Fence hopping


One day in the fall of 1968, Mom, my brother and I went on a date downtown with Mom and her “new” boyfriend. (I use the quotes because he had originally been her old boyfriend, and then Mom got married to Jerry, then divorced from Jerry, and now this guy was back in the picture.)

We were done with the Missouri Botanical Garden and had to return to the car, which was parked, not at the garden, but on a nearby city street. This was because Mom’s New/Old Boyfriend was frugal. I know this because I got to know him well in the next thirteen years, because he became my Dad as soon as possible.

Anyway, we were all looking for where Frugal Dad parked until he saw the car on the next street over. We were in an alley behind a house, and the car was parked in front of the house.

“Here, Ellen,” he said, and lifted me up, “You’re the smaller one. Walk through this yard and see if there’s a gate or anything on the other side. You might find us a shortcut.” Then he dropped my six-year old self over the fence.

I was an adventurer. It was exciting, especially when the big dog exploded out of the garden before I was halfway across the yard. I didn’t know what kind of dog it was at the time, but on reflection it was a Doberman.

I didn’t see Dad, transfixed as I was by the Doberman’s teeth, but he vaulted over the fence, ran, snatched me up, ran, lobbed me back over the fence at my mom and jumped out of that yard just before the Doberman got him.

Mom said to Dad, “Never do that again.”

Dad said, “Ellen, never do that again.”

“But — “

“That was a mistake,” he said.

And after that day, I’d cut through an empty yard, sure, but never one with a fence.


8 responses to “Fence hopping”

  1. Oh WOW. Your childhood definitely had more interesting “and then I could have died” adventures than mine did (but also they all seem to be Men Inaccurately Judging Risk Factors…).

  2. KC – I remember someone saying that “Dads are the people who are always there to support you” and it struck me that perhaps my dads were not the norm.

  3. … I think that also… varies… Also depends on what kind of support. Financial support, some dads are on it. Emotional support, some dads presumably can do that. Support via actually good advice, likewise. As is “I will beat the dude up if he hurts you” support. But “the people who are always there to support you” is… a bit of a stretch. But also yes, your dads were not the norm!
    (personally, my dad’s ideas were vetted by my mom, who was an older-start SAHM with two relatively-quiet kids and thus had more available capacity to veto Bad Ideas, otherwise there would have been more Bad Idea Times for me as well.)
    (my sister, who has kids, has now taken over the “do not let the 4 and 5 year olds who squabble badly play unsupervised with a power tool together” mantle. I was going to say that age also is a factor in Stupid Ideas, but some men appear to perhaps never age into bothering to consider the range of likely available consequences given a child’s age and maturity and own bad-idea capacity and the situation at hand, etc… But I still think age is a factor: if a dad himself has not grown into risk assessment, and many men do at least *increase* in this factor over the course of their twenties, well, then…)
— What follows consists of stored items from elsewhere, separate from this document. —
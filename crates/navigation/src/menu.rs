//! Navigation tree and its permission filter.

use serde::{Deserialize, Serialize};

use pymes_auth::catalog::*;
use pymes_auth::{Permission, PermissionSet, has_any};

/// A menu entry. Leaves carry a route; branches group children.
#[derive(Debug, Clone, PartialEq, Eq, Serialize, Deserialize)]
pub struct NavigationNode {
    pub label: String,
    #[serde(default, skip_serializing_if = "Option::is_none")]
    pub route: Option<String>,
    #[serde(default, skip_serializing_if = "Option::is_none")]
    pub icon: Option<String>,
    #[serde(default, skip_serializing_if = "Vec::is_empty")]
    pub children: Vec<NavigationNode>,
    /// Any one of these is enough; empty means public. Only leaves are
    /// evaluated; a branch is visible iff one of its children is.
    #[serde(default, skip_serializing_if = "Vec::is_empty")]
    pub required_permissions: Vec<Permission>,
}

impl NavigationNode {
    pub fn leaf(label: impl Into<String>, route: impl Into<String>) -> Self {
        Self {
            label: label.into(),
            route: Some(route.into()),
            icon: None,
            children: Vec::new(),
            required_permissions: Vec::new(),
        }
    }

    pub fn branch(label: impl Into<String>, children: Vec<NavigationNode>) -> Self {
        Self {
            label: label.into(),
            route: None,
            icon: None,
            children,
            required_permissions: Vec::new(),
        }
    }

    pub fn icon(mut self, icon: impl Into<String>) -> Self {
        self.icon = Some(icon.into());
        self
    }

    pub fn requires(mut self, permissions: impl IntoIterator<Item = Permission>) -> Self {
        self.required_permissions = permissions.into_iter().collect();
        self
    }

    pub fn is_branch(&self) -> bool {
        self.route.is_none() || !self.children.is_empty()
    }

    fn admits(&self, set: &PermissionSet) -> bool {
        self.required_permissions.is_empty() || has_any(set, &self.required_permissions)
    }

    /// Leaf routes of this subtree, depth-first in declaration order.
    pub fn routes(&self) -> Vec<&str> {
        let mut out = Vec::new();
        self.collect_routes(&mut out);
        out
    }

    fn collect_routes<'a>(&'a self, out: &mut Vec<&'a str>) {
        if self.is_branch() {
            for child in &self.children {
                child.collect_routes(out);
            }
        } else if let Some(route) = &self.route {
            out.push(route);
        }
    }
}

/// Prune `nodes` to what `set` may see.
///
/// Post-order: a leaf survives when public or when any of its permissions is
/// held; a branch survives iff at least one child survives. Sibling order is
/// preserved, and the result is a fixed point (filtering it again changes
/// nothing).
pub fn filter_navigation(nodes: &[NavigationNode], set: &PermissionSet) -> Vec<NavigationNode> {
    nodes.iter().filter_map(|node| filter_node(node, set)).collect()
}

fn filter_node(node: &NavigationNode, set: &PermissionSet) -> Option<NavigationNode> {
    if !node.is_branch() {
        return node.admits(set).then(|| node.clone());
    }

    let children = filter_navigation(&node.children, set);
    if children.is_empty() {
        return None;
    }

    Some(NavigationNode {
        label: node.label.clone(),
        route: node.route.clone(),
        icon: node.icon.clone(),
        children,
        required_permissions: node.required_permissions.clone(),
    })
}

/// The application's sidebar.
pub fn application_menu() -> Vec<NavigationNode> {
    vec![
        NavigationNode::leaf("Dashboard", "/dashboard").icon("home"),
        NavigationNode::branch(
            "Inventory",
            vec![
                NavigationNode::leaf("Products", "/productos")
                    .icon("package")
                    .requires([PRODUCTOS_LEER]),
                NavigationNode::leaf("Categories", "/categorias")
                    .icon("tags")
                    .requires([CATEGORIAS_LEER]),
                NavigationNode::leaf("Stock", "/inventario")
                    .icon("boxes")
                    .requires([INVENTARIO_LEER]),
                NavigationNode::leaf("Warehouses", "/bodegas")
                    .icon("warehouse")
                    .requires([BODEGAS_LEER]),
                NavigationNode::leaf("Transfers", "/transferencias")
                    .icon("truck")
                    .requires([TRANSFERENCIAS_LEER]),
            ],
        )
        .icon("archive"),
        NavigationNode::branch(
            "Sales",
            vec![
                NavigationNode::leaf("Point of sale", "/punto-venta")
                    .icon("cash-register")
                    .requires([VENTAS_CREAR]),
                NavigationNode::leaf("Sales history", "/ventas")
                    .icon("receipt")
                    .requires([VENTAS_LEER]),
                NavigationNode::leaf("Customers", "/clientes")
                    .icon("users")
                    .requires([CLIENTES_LEER]),
            ],
        )
        .icon("shopping-cart"),
        NavigationNode::branch(
            "Purchases",
            vec![
                NavigationNode::leaf("Purchase orders", "/compras")
                    .icon("clipboard")
                    .requires([COMPRAS_LEER]),
                NavigationNode::leaf("Suppliers", "/proveedores")
                    .icon("factory")
                    .requires([PROVEEDORES_LEER]),
            ],
        )
        .icon("shopping-bag"),
        NavigationNode::branch(
            "Administration",
            vec![
                NavigationNode::leaf("Users", "/usuarios")
                    .icon("user-cog")
                    .requires([USUARIOS_LEER]),
            ],
        )
        .icon("settings"),
    ]
}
  4. KC -Dad never factored kids into any life plans and never made a plan for what you do with a kid. Essentially he waited us out

  5. Some people also just… don’t change things. and some people don’t have goals/ideas/dreams that they are pursuing. So there is that.
    Sorry for all your losses, both by death and varying levels of emotional incompetence, but also glad you didn’t lose any skin to the doberman.